Os primeiros povos a chegar às Américas teriam seguido uma rota pelo litoral rumo ao sul do continente. Isso é o que indica a descoberta de algas marinhas com mais de 14 mil anos em um sítio arqueológico em Monte Verde, no interior do Chile. O achado confirma evidências anteriores de que o local abrigou o mais antigo povoamento conhecido das Américas, há 14.600 anos.

A maior parte dos estudiosos acredita que os humanos entraram nas Américas pelo estreito de Bering antes de 16 mil anos atrás. Mas não se sabe se eles colonizaram o continente se deslocando pela costa do Pacífico, pelo interior ou por ambos os caminhos.

O estabelecimento de uma rota de migração costeira pode ter permitido que essas pessoas alcançassem de modo relativamente rápido um local tão próximo à extremidade da América do Sul. Essa viagem pelo litoral seria facilitada pela possibilidade de explorar recursos costeiros familiares. Mas é difícil encontrar evidências desse modelo de migração, pois os níveis do mar hoje são bem mais altos do que naquela época e os povoamentos costeiros mais antigos estariam cobertos.

Quando era habitado, o sítio de Monte Verde estava 120 m acima do nível do mar e ficava a cerca de 90 km da costa oeste e a 15 km de uma baía marinha de litoral rochoso, localiza ao sul. Hoje a região está 59 m acima do oceano e distante 55 km e 11 km dos litorais oeste e sul, respectivamente.

Embora o sítio se localizasse no interior, a equipe liderada por Tom Dillehay, da Universidade Vanderbilt (Estados Unidos) e da Universidade Austral do Chile, recuperou restos de nove espécies de algas marinhas, que os habitantes da região deviam coletar da costa ou da baía. A datação das amostras por radiocarbono revelou idades entre 14.220 a 13.980 anos.

Os pesquisadores também encontraram três artefatos de pedra. Um deles, uma espécie de ferramenta de corte, tinha vestígios de algas marinhas presos à lâmina, o que sugere que foi usado para cortar ou preparar a planta. O material foi escavado de 24 lareiras e braseiros no chão de duas estruturas que os cientistas acreditam ser restos de uma cabana medicinal e uma tenda residencial.

Algas para fins alimentícios e medicinais

A estrutura mostrada na foto acima foi provavelmente uma cabana medicinal escavada no sítio de Monte Verde.

A análise dos achados, publicada na revista Science desta semana, indica que as algas eram importantes para a dieta e a saúde de humanos primitivos nas Américas. “Alguns fragmentos estavam chamuscados, o que sugere que foram cozidos e provavelmente comidos, embora outros sejam usados exclusivamente para fins medicinais, como indicado pelos índios Huiliiche, que vivem hoje na área”, conta Dillehay à CH On-line .
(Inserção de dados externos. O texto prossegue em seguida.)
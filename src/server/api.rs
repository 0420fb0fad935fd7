//! The api server variant.
//!
//! Callers supply a concrete brand and the expected wear frequency; the
//! feature vector is `[category, material, brand, price,
//! wear_frequency]`.

use std::sync::Arc;

use axum::Json;
use axum::Router;
use axum::extract::State;
use axum::extract::rejection::JsonRejection;
use axum::http::StatusCode;
use axum::response::{IntoResponse, Response};
use axum::routing::{get, post};
use serde::{Deserialize, Serialize};

use crate::server::{
    AppState, error_response, health_handler, model_not_loaded, prediction_error, run_prediction,
};

/// Body of `POST /predict`. All fields are required.
#[derive(Debug, Deserialize)]
pub struct PredictRequest {
    pub category: String,
    pub material: String,
    pub brand: String,
    pub price: f64,
    pub expected_wear_frequency: f64,
}

/// Response of `POST /predict`: the raw class code and the probability
/// matrix, both shaped for a single row.
#[derive(Debug, Serialize)]
pub struct PredictResponse {
    pub prediction: Vec<i64>,
    pub probability: Option<Vec<Vec<f64>>>,
}

/// Build the api-variant router.
pub fn router(state: Arc<AppState>) -> Router {
    Router::new()
        .route("/health", get(health_handler))
        .route("/predict", post(predict_handler))
        .with_state(state)
}

/// Predict the usability class for one item.
pub async fn predict_handler(
    State(state): State<Arc<AppState>>,
    payload: Result<Json<PredictRequest>, JsonRejection>,
) -> Response {
    let Json(req) = match payload {
        Ok(json) => json,
        Err(rejection) => {
            return error_response(StatusCode::BAD_REQUEST, &rejection.body_text());
        }
    };

    let Some(bundle) = state.bundle.as_ref() else {
        return model_not_loaded();
    };

    match run_prediction(
        bundle,
        &req.category,
        &req.material,
        &req.brand,
        req.price,
        Some(req.expected_wear_frequency),
    ) {
        Ok(prediction) => (
            StatusCode::OK,
            Json(PredictResponse {
                prediction: vec![prediction.class as i64],
                probability: Some(vec![prediction.proba]),
            }),
        )
            .into_response(),
        Err(err) => prediction_error(err),
    }
}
Também foram coletados outros recursos costeiros em Monte Verde, incluindo plantas aquáticas de estuários salobros, fósseis marinhos e betume, usado como adesivo para unir as ferramentas de pedra a cabos de madeira. Além disso, uma ampla variedade de comida tem sido recuperada no sítio desde sua descoberta, em 1976, incluindo vestígios de mamíferos, mariscos, vegetais e nozes.

“Esses novos dados indicam que os habitantes de Monte Verde estavam acostumados a explorar freqüentemente durante o ano recursos costeiros que, junto com alimentos do interior, permitiram que eles permanecessem na área”, dizem os autores no artigo.

Segundo Dillehay, a presença de recursos costeiros e terrestres no sítio indica que seus habitantes estavam entrando e saindo de diferentes zonas ecológicas. “Eles não eram apenas caçadores, mas coletores de plantas que tinham uma dieta de amplo espectro retirada de muitas zonas de recursos”, afirma. E completa: “As pessoas migravam continuamente entre o litoral e o interior e talvez negociassem recursos costeiros no sítio.”

Se esse padrão de movimentação entre áreas costeiras e o interior tiver sido seguido por todos os grupos de americanos primitivos, o povoamento das Américas pode ter sido um processo muito mais lento do que se acredita atualmente. “Os primeiros americanos teriam migrado para o interior e retornado para a costa, e teriam passado tempo suficiente na área para aprender sobre recursos específicos e onde encontrá-los”, estima Dillehay.